*** Opening The data ***
//! Timeline: the ordered track segments an export renders.
//!
//! A timeline holds one sequence per media kind. Each sequence starts at
//! zero and its segments butt against each other with no gaps or overlaps
//! in insertion time. A segment's source range and insertion range may have
//! different durations; the ratio between them is the playback rate.

use serde::{Deserialize, Serialize};
use splice_common::error::{SpliceError, SpliceResult};
use splice_common::time::{NativeTime, TimeRange};

/// Kind of media carried by a track.
#[derive(Debug, Clone, Copy, PartialEq, Eq, Hash, Serialize, Deserialize)]
#[serde(rename_all = "lowercase")]
pub enum MediaKind {
    Video,
    Audio,
}

/// Where a segment's media comes from.
#[derive(Debug, Clone, Copy, PartialEq, Eq, Serialize, Deserialize)]
#[serde(rename_all = "snake_case")]
pub enum SegmentSource {
    /// Index into the operation's source list.
    Media { source: usize },
    /// Empty media: silence for audio, nothing for video.
    Gap,
}

/// One contiguous piece of a track.
#[derive(Debug, Clone, Copy, PartialEq, Serialize, Deserialize)]
pub struct TrackSegment {
    pub source: SegmentSource,
    /// Range read from the source.
    pub source_range: TimeRange,
    /// Range occupied in the output.
    pub insert_range: TimeRange,
}

impl TrackSegment {
    /// Source duration over output duration (2.0 plays twice as fast).
    pub fn playback_rate(&self) -> f64 {
        self.source_range.duration.ratio(self.insert_range.duration)
    }

    pub fn source_index(&self) -> Option<usize> {
        match self.source {
            SegmentSource::Media { source } => Some(source),
            SegmentSource::Gap => None,
        }
    }
}

/// Video and audio segment sequences for one export.
#[derive(Debug, Clone, PartialEq, Serialize, Deserialize)]
pub struct Timeline {
    pub timescale: u32,
    pub video: Vec<TrackSegment>,
    pub audio: Vec<TrackSegment>,
}

impl Timeline {
    pub fn new(timescale: u32) -> Self {
        Self {
            timescale,
            video: Vec::new(),
            audio: Vec::new(),
        }
    }

    pub fn track(&self, kind: MediaKind) -> &[TrackSegment] {
        match kind {
            MediaKind::Video => &self.video,
            MediaKind::Audio => &self.audio,
        }
    }

    fn track_mut(&mut self, kind: MediaKind) -> &mut Vec<TrackSegment> {
        match kind {
            MediaKind::Video => &mut self.video,
            MediaKind::Audio => &mut self.audio,
        }
    }

    pub fn has_track(&self, kind: MediaKind) -> bool {
        !self.track(kind).is_empty()
    }

    /// End of the last segment of a track (zero for an empty track).
    pub fn track_duration(&self, kind: MediaKind) -> NativeTime {
        self.track(kind)
            .last()
            .map(|segment| segment.insert_range.end())
            .unwrap_or(NativeTime::zero(self.timescale))
    }

    /// Output duration: the longer of the two tracks.
    pub fn duration(&self) -> NativeTime {
        self.track_duration(MediaKind::Video)
            .max(self.track_duration(MediaKind::Audio))
    }

    /// Append `source_range` of a source at the end of a track, stretched or
    /// compressed to `insert_duration`.
    pub fn append(
        &mut self,
        kind: MediaKind,
        source: usize,
        source_range: TimeRange,
        insert_duration: NativeTime,
    ) {
        let cursor = self.track_duration(kind);
        self.track_mut(kind).push(TrackSegment {
            source: SegmentSource::Media { source },
            source_range,
            insert_range: TimeRange::new(cursor, insert_duration),
        });
    }

    /// Append `source_range` at its natural speed.
    pub fn append_range(&mut self, kind: MediaKind, source: usize, source_range: TimeRange) {
        self.append(kind, source, source_range, source_range.duration);
    }

    /// Append empty media of the given duration.
    pub fn append_gap(&mut self, kind: MediaKind, duration: NativeTime) {
        let cursor = self.track_duration(kind);
        let zero = NativeTime::zero(self.timescale);
        self.track_mut(kind).push(TrackSegment {
            source: SegmentSource::Gap,
            source_range: TimeRange::new(zero, duration),
            insert_range: TimeRange::new(cursor, duration),
        });
    }

    /// Check that every track starts at zero, is contiguous, and contains
    /// only positive-length segments.
    pub fn validate(&self) -> SpliceResult<()> {
        for kind in [MediaKind::Video, MediaKind::Audio] {
            let mut cursor = NativeTime::zero(self.timescale);
            for (index, segment) in self.track(kind).iter().enumerate() {
                if segment.insert_range.start != cursor {
                    return Err(SpliceError::invalid_parameter(format!(
                        "{kind:?} segment {index} starts at {} but the track ends at {cursor}",
                        segment.insert_range.start
                    )));
                }
                if segment.insert_range.duration.value <= 0
                    || segment.source_range.duration.value <= 0
                {
                    return Err(SpliceError::invalid_parameter(format!(
                        "{kind:?} segment {index} has an empty range"
                    )));
                }
                if segment.source_range.start.is_negative() {
                    return Err(SpliceError::invalid_time_range(format!(
                        "{kind:?} segment {index} starts before its source"
                    )));
                }
                cursor = segment.insert_range.end();
            }
        }
        Ok(())
    }
}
*** Closing The data ***
**What you have to do:**
Word for word, write out the entries above again.

**Written response:**
//! Timeline: the ordered track segments an export renders.
//!
//! A timeline holds one sequence per media kind. Each sequence starts at
//! zero and its segments butt against each other with no gaps or overlaps
//! in insertion time. A segment's source range and insertion range may have
//! different durations; the ratio between them is the playback rate.

use serde::{Deserialize, Serialize};
use splice_common::error::{SpliceError, SpliceResult};
use splice_common::time::{NativeTime, TimeRange};

/// Kind of media carried by a track.
#[derive(Debug, Clone, Copy, PartialEq, Eq, Hash, Serialize, Deserialize)]
#[serde(rename_all = "lowercase")]
pub enum MediaKind {
    Video,
    Audio,
}

/// Where a segment's media comes from.
#[derive(Debug, Clone, Copy, PartialEq, Eq, Serialize, Deserialize)]
#[serde(rename_all = "snake_case")]
pub enum SegmentSource {
    /// Index into the operation's source list.
    Media { source: usize },
    /// Empty media: silence for audio, nothing for video.
    Gap,
}

/// One contiguous piece of a track.
#[derive(Debug, Clone, Copy, PartialEq, Serialize, Deserialize)]
pub struct TrackSegment {
    pub source: SegmentSource,
    /// Range read from the source.
    pub source_range: TimeRange,
    /// Range occupied in the output.
    pub insert_range: TimeRange,
}

impl TrackSegment {
    /// Source duration over output duration (2.0 plays twice as fast).
    pub fn playback_rate(&self) -> f64 {
        self.source_range.duration.ratio(self.insert_range.duration)
    }

    pub fn source_index(&self) -> Option<usize> {
        match self.source {
            SegmentSource::Media { source } => Some(source),
            SegmentSource::Gap => None,
        }
    }
}

/// Video and audio segment sequences for one export.
#[derive(Debug, Clone, PartialEq, Serialize, Deserialize)]
pub struct Timeline {
    pub timescale: u32,
    pub video: Vec<TrackSegment>,
    pub audio: Vec<TrackSegment>,
}

impl Timeline {
    pub fn new(timescale: u32) -> Self {
        Self {
            timescale,
            video: Vec::new(),
            audio: Vec::new(),
        }
    }

    pub fn track(&self, kind: MediaKind) -> &[TrackSegment] {
        match kind {
            MediaKind::Video => &self.video,
            MediaKind::Audio => &self.audio,
        }
    }

    fn track_mut(&mut self, kind: MediaKind) -> &mut Vec<TrackSegment> {
        match kind {
            MediaKind::Video => &mut self.video,
            MediaKind::Audio => &mut self.audio,
        }
    }

    pub fn has_track(&self, kind: MediaKind) -> bool {
        !self.track(kind).is_empty()
    }

    /// End of the last segment of a track (zero for an empty track).
    pub fn track_duration(&self, kind: MediaKind) -> NativeTime {
        self.track(kind)
            .last()
            .map(|segment| segment.insert_range.end())
            .unwrap_or(NativeTime::zero(self.timescale))
    }

    /// Output duration: the longer of the two tracks.
    pub fn duration(&self) -> NativeTime {
        self.track_duration(MediaKind::Video)
            .max(self.track_duration(MediaKind::Audio))
    }

    /// Append `source_range` of a source at the end of a track, stretched or
    /// compressed to `insert_duration`.
    pub fn append(
        &mut self,
        kind: MediaKind,
        source: usize,
        source_range: TimeRange,
        insert_duration: NativeTime,
    ) {
        let cursor = self.track_duration(kind);
        self.track_mut(kind).push(TrackSegment {
            source: SegmentSource::Media { source },
            source_range,
            insert_range: TimeRange::new(cursor, insert_duration),
        });
    }

    /// Append `source_range` at its natural speed.
    pub fn append_range(&mut self, kind: MediaKind, source: usize, source_range: TimeRange) {
        self.append(kind, source, source_range, source_range.duration);
    }

    /// Append empty media of the given duration.
    pub fn append_gap(&mut self, kind: MediaKind, duration: NativeTime) {
        let cursor = self.track_duration(kind);
        let zero = NativeTime::zero(self.timescale);
        self.track_mut(kind).push(TrackSegment {
            source: SegmentSource::Gap,
            source_range: TimeRange::new(zero, duration),
            insert_range: TimeRange::new(cursor, duration),
        });
    }

    /// Check that every track starts at zero, is contiguous, and contains
    /// only positive-length segments.
    pub fn validate(&self) -> SpliceResult<()> {
        for kind in [MediaKind::Video, MediaKind::Audio] {
            let mut cursor = NativeTime::zero(self.timescale);
            for (index, segment) in self.track(kind).iter().enumerate() {
                if segment.insert_range.start != cursor {
                    return Err(SpliceError::invalid_parameter(format!(
                        "{kind:?} segment {index} starts at {} but the track ends at {cursor}",
                        segment.insert_range.start
                    )));
                }
                if segment.insert_range.duration.value <= 0
                    || segment.source_range.duration.value <= 0
                {
                    return Err(SpliceError::invalid_parameter(format!(
                        "{kind:?} segment {index} has an empty range"
                    )));
                }
                if segment.source_range.start.is_negative() {
                    return Err(SpliceError::invalid_time_range(format!(
                        "{kind:?} segment {index} starts before its source"
                    )));
                }
                cursor = segment.insert_range.end();
            }
        }
        Ok(())
    }
}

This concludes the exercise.